All these data structures are used for solving different problems:
- Segment tree stores intervals, and optimized for “which of these intervals contains a given point” queries.
- Interval tree stores intervals as well, but optimized for “which of these intervals overlap with a given interval” queries. It can also be used for point queries – similar to segment tree.
- Range tree stores points, and optimized for “which points fall within a given interval” queries.
- Binary indexed tree stores items-count per index, and optimized for “how many items are there between index m and n” queries.
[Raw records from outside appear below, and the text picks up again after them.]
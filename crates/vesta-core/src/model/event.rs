// ── Event log domain types ──

use std::fmt;

use chrono::{DateTime, Utc};
use serde::{Deserialize, Serialize};

use super::device::DeviceId;

/// Panel-assigned event identity within a scope.
#[derive(Debug, Clone, PartialEq, Eq, Hash, Serialize, Deserialize)]
#[serde(untagged)]
pub enum SequenceKey {
    Numeric(u64),
    Text(String),
}

impl fmt::Display for SequenceKey {
    fn fmt(&self, f: &mut fmt::Formatter<'_>) -> fmt::Result {
        match self {
            Self::Numeric(n) => write!(f, "{n}"),
            Self::Text(s) => f.write_str(s),
        }
    }
}

/// Which rolling window an event belongs to.
#[derive(Debug, Clone, PartialEq, Eq, Hash, PartialOrd, Ord, Serialize, Deserialize)]
pub enum EventScope {
    PanelWide,
    Device(DeviceId),
}

/// One immutable event log entry.
#[derive(Debug, Clone, PartialEq, Eq, Serialize, Deserialize)]
pub struct EventRecord {
    pub sequence_key: SequenceKey,
    pub scope: EventScope,
    pub description: String,
    /// `None` when the panel's time text could not be parsed.
    pub occurred_at: Option<DateTime<Utc>>,
    pub raw_time: String,
    pub zone: Option<String>,
    pub area: Option<String>,
    pub user: Option<String>,
}

impl EventRecord {
    /// Dedup identity: `(scope, sequence_key)`.
    pub fn identity(&self) -> (&EventScope, &SequenceKey) {
        (&self.scope, &self.sequence_key)
    }
}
Performance / Space consumption for one dimension:
- Segment tree – O(n logn) preprocessing time, O(k+logn) query time, O(n logn) space
- Interval tree – O(n logn) preprocessing time, O(k+logn) query time, O(n) space
- Range tree – O(n logn) preprocessing time, O(k+logn) query time, O(n) space
- Binary Indexed tree – O(n logn) preprocessing time, O(logn) query time, O(n) space
(k is the number of reported results).
All data structures can be dynamic, in the sense that the usage scenario includes both data changes and queries:
- Segment tree – interval can be added/deleted in O(logn) time (see here)
- Interval tree – interval can be added/deleted in O(logn) time
- Range tree – new points can be added/deleted in O(logn) time (see here)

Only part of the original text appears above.